> [About this exercise] Counting only the lines below that contain the word "OsString", what is the total? Give it with no other words.

[Opening Data for the task section]

//! Settings persistence
//!
//! UI preferences live in `~/.lazyssh/settings.json`:
//!
//! ```json
//! {
//!   "sort_mode": "last_seen_desc"
//! }
//! ```
//!
//! Every save is a whole-document read-modify-write. Keys this version does
//! not know about are carried through untouched. The file is written to a
//! staging file next to it and renamed into place, so a reader sees either the
//! old or the new document.
//!
//! A missing file, an empty file, and an unknown `sort_mode` all mean "nothing
//! saved yet" and load as [`DEFAULT_SORT_MODE`]. Unreadable or malformed files
//! are reported to the caller; nothing here is logged except the warning when
//! no home directory can be found.

use std::ffi::OsString;
use std::fs;
use std::io::{self, Write};
use std::path::{Path, PathBuf};

use serde::{Deserialize, Serialize};
use serde_json::{Map, Value};
use tracing::warn;

use crate::error::{LoadFailure, SettingsError};
use crate::sort_mode::SortMode;

pub const APP_DIR: &str = ".lazyssh";
pub const SETTINGS_FILE: &str = "settings.json";

/// Sort mode reported when nothing valid has been saved.
pub const DEFAULT_SORT_MODE: SortMode = SortMode::AliasAsc;

#[cfg(unix)]
const DIR_MODE: u32 = 0o700;
#[cfg(unix)]
const FILE_MODE: u32 = 0o600;

/// On-disk preference document.
///
/// `sort_mode` is kept as the raw string so that a value this build cannot
/// parse degrades to the default instead of failing the whole document.
#[derive(Debug, Clone, Default, PartialEq, Serialize, Deserialize)]
pub struct Document {
    #[serde(default, skip_serializing_if = "Option::is_none")]
    pub sort_mode: Option<String>,
    /// Keys written by other versions.
    #[serde(flatten)]
    pub extra: Map<String, Value>,
}

impl Document {
    /// The stored sort mode, if it is set and valid.
    pub fn sort_mode(&self) -> Option<SortMode> {
        self.sort_mode.as_deref().and_then(SortMode::from_key)
    }

    pub fn set_sort_mode(&mut self, mode: SortMode) {
        self.sort_mode = Some(mode.as_str().to_string());
    }
}

/// Reads and writes the settings file at a fixed path.
///
/// Holds no cached state: every call goes back to disk. Concurrent saves from
/// several tasks can interleave and lose an update; callers serialize access.
#[derive(Debug, Clone, PartialEq, Eq)]
pub struct SettingsStore {
    path: PathBuf,
    default_sort_mode: SortMode,
}

impl SettingsStore {
    /// Store rooted at the current user's home directory.
    ///
    /// # Errors
    ///
    /// Returns [`SettingsError::NoHomeDir`] when the home directory cannot be
    /// determined from the environment.
    pub fn from_home() -> Result<Self, SettingsError> {
        let home = home_dir().ok_or(SettingsError::NoHomeDir)?;
        Ok(Self::in_home(&home))
    }

    /// Store at `<home>/.lazyssh/settings.json`.
    pub fn in_home(home: &Path) -> Self {
        Self::at_path(home.join(APP_DIR).join(SETTINGS_FILE))
    }

    pub fn at_path(path: impl Into<PathBuf>) -> Self {
        Self {
            path: path.into(),
            default_sort_mode: DEFAULT_SORT_MODE,
        }
    }

    pub fn with_default_sort_mode(mut self, mode: SortMode) -> Self {
        self.default_sort_mode = mode;
        self
    }

    pub fn path(&self) -> &Path {
        &self.path
    }

    pub fn default_sort_mode(&self) -> SortMode {
        self.default_sort_mode
    }

    /// Loads the saved sort mode.
    ///
    /// An absent or unrecognised value is not an error and yields the
    /// store's default.
    ///
    /// # Errors
    ///
    /// Returns a [`LoadFailure`] carrying the default when the file cannot
    /// be read or is not a valid document.
    pub fn load_sort_mode(&self) -> Result<SortMode, LoadFailure> {
        match self.read_document() {
            Ok(document) => Ok(document.sort_mode().unwrap_or(self.default_sort_mode)),
            Err(source) => Err(LoadFailure {
                fallback: self.default_sort_mode,
                source,
            }),
        }
    }

    /// Persists `mode`, keeping every other key of the current document.
    ///
    /// # Errors
    ///
    /// Propagates read errors of the existing document (a malformed file is
    /// never overwritten) and any directory, serialization or write failure.
    pub fn save_sort_mode(&self, mode: SortMode) -> Result<(), SettingsError> {
        let mut document = self.read_document()?;
        document.set_sort_mode(mode);
        self.write_document(&document)
    }

    /// Reads the whole document.
    ///
    /// A missing or zero-length file reads as an empty document.
    ///
    /// # Errors
    ///
    /// Returns [`SettingsError::Io`] for failures other than "not found" and
    /// [`SettingsError::Malformed`] if the content is not a JSON object of
    /// the expected shape.
    pub fn read_document(&self) -> Result<Document, SettingsError> {
        let data = match fs::read(&self.path) {
            Ok(data) => data,
            Err(e) if e.kind() == io::ErrorKind::NotFound => return Ok(Document::default()),
            Err(source) => {
                return Err(SettingsError::Io {
                    path: self.path.clone(),
                    source,
                });
            }
        };

        if data.is_empty() {
            return Ok(Document::default());
        }

        serde_json::from_slice(&data).map_err(|source| SettingsError::Malformed {
            path: self.path.clone(),
            source,
        })
    }

    /// Replaces the file with `document`.
    ///
    /// Creates the settings directory owner-only if needed, writes a staging
    /// file owner read/write only, then renames it over the settings file.
    /// A symlinked settings file is written through: the link target is
    /// replaced and the link itself stays.
    ///
    /// # Errors
    ///
    /// Returns [`SettingsError::Serialize`] if the document cannot be encoded
    /// and [`SettingsError::Io`] for any file system failure.
    pub fn write_document(&self, document: &Document) -> Result<(), SettingsError> {
        if let Some(dir) = self.path.parent().filter(|dir| !dir.as_os_str().is_empty()) {
            create_private_dir(dir).map_err(|source| SettingsError::Io {
                path: dir.to_path_buf(),
                source,
            })?;
        }

        let mut content = serde_json::to_vec_pretty(document).map_err(SettingsError::Serialize)?;
        content.push(b'\n');

        let target = write_target(&self.path).map_err(|source| SettingsError::Io {
            path: self.path.clone(),
            source,
        })?;
        let staging = staging_path(&target);
        write_private_file(&staging, &content).map_err(|source| {
            let _ = fs::remove_file(&staging);
            SettingsError::Io {
                path: staging.clone(),
                source,
            }
        })?;

        fs::rename(&staging, &target).map_err(|source| {
            let _ = fs::remove_file(&staging);
            SettingsError::Io {
                path: target.clone(),
                source,
            }
        })
    }
}

/// Settings as seen by the rest of the application.
///
/// `Unavailable` stands in for a store that could not be built; its loads
/// report the default plus [`SettingsError::Unavailable`] and its saves fail
/// without touching the disk.
#[derive(Debug, Clone, PartialEq, Eq)]
pub enum Settings {
    Ready(SettingsStore),
    Unavailable,
}

impl Settings {
    /// Opens the store under the user's home directory, or logs a warning and
    /// returns [`Settings::Unavailable`]. No file is touched.
    pub fn open() -> Self {
        match SettingsStore::from_home() {
            Ok(store) => Settings::Ready(store),
            Err(err) => {
                warn!(error = %err, "failed to determine home directory for settings");
                Settings::Unavailable
            }
        }
    }

    pub fn store(&self) -> Option<&SettingsStore> {
        match self {
            Settings::Ready(store) => Some(store),
            Settings::Unavailable => None,
        }
    }

    pub fn default_sort_mode(&self) -> SortMode {
        self.store().map_or(DEFAULT_SORT_MODE, SettingsStore::default_sort_mode)
    }

    /// See [`SettingsStore::load_sort_mode`].
    ///
    /// # Errors
    ///
    /// On an unavailable store, a [`LoadFailure`] wrapping
    /// [`SettingsError::Unavailable`].
    pub fn load_sort_mode(&self) -> Result<SortMode, LoadFailure> {
        match self {
            Settings::Ready(store) => store.load_sort_mode(),
            Settings::Unavailable => Err(LoadFailure {
                fallback: DEFAULT_SORT_MODE,
                source: SettingsError::Unavailable,
            }),
        }
    }

    /// The saved sort mode, or the default on any failure.
    pub fn sort_mode_or_default(&self) -> SortMode {
        self.load_sort_mode().unwrap_or_else(LoadFailure::into_fallback)
    }

    /// See [`SettingsStore::save_sort_mode`].
    ///
    /// # Errors
    ///
    /// [`SettingsError::Unavailable`] on an unavailable store, otherwise
    /// whatever the store reports.
    pub fn save_sort_mode(&self, mode: SortMode) -> Result<(), SettingsError> {
        match self {
            Settings::Ready(store) => store.save_sort_mode(mode),
            Settings::Unavailable => Err(SettingsError::Unavailable),
        }
    }
}

fn home_dir() -> Option<PathBuf> {
    directories::BaseDirs::new().map(|dirs| dirs.home_dir().to_path_buf())
}

/// The file a save replaces: the link target when `path` is a symlink.
///
/// A dangling link resolves to where it points, relative to its own directory.
fn write_target(path: &Path) -> io::Result<PathBuf> {
    match fs::symlink_metadata(path) {
        Ok(meta) if meta.file_type().is_symlink() => match fs::canonicalize(path) {
            Ok(target) => Ok(target),
            Err(e) if e.kind() == io::ErrorKind::NotFound => {
                let link = fs::read_link(path)?;
                Ok(match path.parent() {
                    Some(dir) => dir.join(link),
                    None => link,
                })
            }
            Err(e) => Err(e),
        },
        _ => Ok(path.to_path_buf()),
    }
}

/// Fixed name, so a staging file left by a crash is reused (truncated and
/// its mode reset) on the next save rather than accumulating.
fn staging_path(path: &Path) -> PathBuf {
    let mut name = path
        .file_name()
        .map(OsString::from)
        .unwrap_or_else(|| OsString::from(SETTINGS_FILE));
    name.push(".tmp");
    path.with_file_name(name)
}

fn create_private_dir(dir: &Path) -> io::Result<()> {
    let mut builder = fs::DirBuilder::new();
    builder.recursive(true);
    #[cfg(unix)]
    {
        use std::os::unix::fs::DirBuilderExt;
        builder.mode(DIR_MODE);
    }
    builder.create(dir)
}

fn write_private_file(path: &Path, content: &[u8]) -> io::Result<()> {
    let mut options = fs::OpenOptions::new();
    options.write(true).create(true).truncate(true);
    #[cfg(unix)]
    {
        use std::os::unix::fs::OpenOptionsExt;
        options.mode(FILE_MODE);
    }
    let mut file = options.open(path)?;

    // A leftover staging file keeps its old mode on open.
    #[cfg(unix)]
    {
        use std::os::unix::fs::PermissionsExt;
        file.set_permissions(fs::Permissions::from_mode(FILE_MODE))?;
    }

    file.write_all(content)?;
    file.sync_all()
}

#[cfg(test)]
mod tests {
    use super::*;

    #[test]
    fn test_in_home_uses_lazyssh_settings_json() {
        let store = SettingsStore::in_home(Path::new("/home/alice"));
        assert_eq!(store.path(), Path::new("/home/alice/.lazyssh/settings.json"));
        assert_eq!(store.default_sort_mode(), DEFAULT_SORT_MODE);
    }

    #[test]
    fn test_default_sort_mode_is_alias_ascending() {
        assert_eq!(DEFAULT_SORT_MODE, SortMode::AliasAsc);
    }

    #[test]
    fn test_write_target_of_regular_path_is_the_path() {
        let path = Path::new("/nonexistent/lazyssh/settings.json");
        assert_eq!(write_target(path).expect("resolve"), path);
    }

    #[test]
    fn test_staging_path_sits_next_to_settings_file() {
        let staging = staging_path(Path::new("/tmp/x/settings.json"));
        assert_eq!(staging, Path::new("/tmp/x/settings.json.tmp"));
    }

    #[test]
    fn test_empty_document_serializes_to_empty_object() {
        let json = serde_json::to_string(&Document::default()).expect("serialize");
        assert_eq!(json, "{}");
    }

    #[test]
    fn test_document_keeps_unknown_keys() {
        // Arrange
        let raw = r#"{"sort_mode":"alias_desc","theme":"dark","columns":[1,2]}"#;

        // Act
        let mut doc: Document = serde_json::from_str(raw).expect("deserialize");
        doc.set_sort_mode(SortMode::LastSeenAsc);
        let value = serde_json::to_value(&doc).expect("serialize");

        // Assert
        assert_eq!(value["sort_mode"], "last_seen_asc");
        assert_eq!(value["theme"], "dark");
        assert_eq!(value["columns"], serde_json::json!([1, 2]));
    }

    #[test]
    fn test_document_with_unknown_mode_has_no_sort_mode() {
        let doc: Document =
            serde_json::from_str(r#"{"sort_mode":"not-a-real-mode"}"#).expect("deserialize");
        assert_eq!(doc.sort_mode.as_deref(), Some("not-a-real-mode"));
        assert_eq!(doc.sort_mode(), None);
    }

    #[test]
    fn test_document_with_null_sort_mode_is_unset() {
        let doc: Document = serde_json::from_str(r#"{"sort_mode":null}"#).expect("deserialize");
        assert_eq!(doc.sort_mode, None);
    }

    #[test]
    fn test_non_string_sort_mode_is_a_shape_error() {
        let result: Result<Document, _> = serde_json::from_str(r#"{"sort_mode":3}"#);
        assert!(result.is_err());
    }

    #[test]
    fn test_unavailable_load_returns_default_and_error() {
        // Act
        let failure = Settings::Unavailable
            .load_sort_mode()
            .expect_err("unavailable store must report an error");

        // Assert
        assert_eq!(failure.fallback, DEFAULT_SORT_MODE);
        assert!(matches!(failure.source, SettingsError::Unavailable));
        assert_eq!(Settings::Unavailable.sort_mode_or_default(), DEFAULT_SORT_MODE);
    }

    #[test]
    fn test_unavailable_save_is_rejected() {
        let result = Settings::Unavailable.save_sort_mode(SortMode::LastSeenDesc);
        assert!(matches!(result, Err(SettingsError::Unavailable)));
        assert_eq!(Settings::Unavailable.store(), None);
    }

    #[test]
    fn test_custom_default_is_used_for_fallback() {
        // Arrange: a path inside a directory that does not exist reads as empty
        let store = SettingsStore::at_path("/nonexistent/lazyssh/settings.json")
            .with_default_sort_mode(SortMode::LastSeenDesc);
        let settings = Settings::Ready(store);

        // Act / Assert
        assert_eq!(settings.default_sort_mode(), SortMode::LastSeenDesc);
        assert_eq!(settings.load_sort_mode().ok(), Some(SortMode::LastSeenDesc));
    }
}
//! lazyssh-settings - inspect and edit lazyssh UI preferences
//!
//! Reads the same `~/.lazyssh/settings.json` the TUI uses at startup.

use std::path::PathBuf;

use anyhow::{Context, Result};
use clap::{Parser, Subcommand};
use tracing_subscriber::EnvFilter;

use lazyssh_settings::{Settings, SettingsStore, SortMode};

#[derive(Parser)]
#[command(name = "lazyssh-settings")]
#[command(about = "Inspect and edit lazyssh UI preferences", long_about = None)]
struct Cli {
    /// Settings file to use instead of ~/.lazyssh/settings.json
    #[arg(long, global = true)]
    file: Option<PathBuf>,

    #[command(subcommand)]
    command: Commands,
}

#[derive(Subcommand)]
enum Commands {
    /// Print the current sort mode
    Get,

    /// Save a sort mode
    Set {
        /// One of: alias_asc, alias_desc, last_seen_desc, last_seen_asc
        mode: SortMode,
    },

    /// Flip the sort direction
    Reverse,

    /// Switch between alias and last-seen ordering
    ToggleField,

    /// Advance to the next sort mode
    Cycle,

    /// List all sort modes
    List,

    /// Print the settings file location
    Path,
}

fn main() -> Result<()> {
    tracing_subscriber::fmt()
        .with_env_filter(
            EnvFilter::try_from_default_env().unwrap_or_else(|_| EnvFilter::new("warn")),
        )
        .with_writer(std::io::stderr)
        .init();

    let cli = Cli::parse();
    let settings = match cli.file {
        Some(path) => Settings::Ready(SettingsStore::at_path(path)),
        None => Settings::open(),
    };

    match cli.command {
        Commands::Get => {
            println!("{}", current_mode(&settings));
        }
        Commands::Set { mode } => {
            settings
                .save_sort_mode(mode)
                .with_context(|| format!("failed to save sort mode {mode}"))?;
            println!("{mode}");
        }
        Commands::Reverse => update(&settings, SortMode::reverse)?,
        Commands::ToggleField => update(&settings, SortMode::toggle_field)?,
        Commands::Cycle => update(&settings, SortMode::next)?,
        Commands::List => {
            let current = current_mode(&settings);
            for mode in SortMode::ALL {
                let marker = if mode == current { "*" } else { " " };
                println!("{marker} {:<15} {}", mode.as_str(), mode.label());
            }
        }
        Commands::Path => match settings.store() {
            Some(store) => println!("{}", store.path().display()),
            None => anyhow::bail!("settings are unavailable: no home directory"),
        },
    }

    Ok(())
}

/// Loaded mode, or the fallback with a note on stderr.
fn current_mode(settings: &Settings) -> SortMode {
    match settings.load_sort_mode() {
        Ok(mode) => mode,
        Err(failure) => {
            eprintln!("warning: {:#}", anyhow::Error::new(failure.source));
            failure.fallback
        }
    }
}

fn update(settings: &Settings, f: impl FnOnce(SortMode) -> SortMode) -> Result<()> {
    let mode = f(current_mode(settings));
    settings
        .save_sort_mode(mode)
        .with_context(|| format!("failed to save sort mode {mode}"))?;
    println!("{mode}");
    Ok(())
}
use std::path::PathBuf;

use thiserror::Error;

use crate::sort_mode::SortMode;

/// Error type for settings file operations.
#[derive(Debug, Error)]
pub enum SettingsError {
    /// The user's home directory could not be determined.
    #[error("could not determine home directory for settings")]
    NoHomeDir,

    /// The store was never constructed, so there is nothing to read or write.
    #[error("settings store is unavailable")]
    Unavailable,

    /// A file system I/O error occurred.
    #[error("I/O error accessing settings at {path}: {source}")]
    Io {
        path: PathBuf,
        #[source]
        source: std::io::Error,
    },

    /// The file has content but it is not a settings document.
    #[error("malformed settings at {path}: {source}")]
    Malformed {
        path: PathBuf,
        #[source]
        source: serde_json::Error,
    },

    #[error("failed to serialize settings: {0}")]
    Serialize(#[source] serde_json::Error),
}

/// A failed load, together with the value the caller should fall back to.
#[derive(Debug, Error)]
#[error("failed to load sort mode, falling back to {fallback}")]
pub struct LoadFailure {
    pub fallback: SortMode,
    #[source]
    pub source: SettingsError,
}

impl LoadFailure {
    pub fn into_fallback(self) -> SortMode {
        self.fallback
    }
}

[Closing Data for the task section]

> [Exercise solution] 3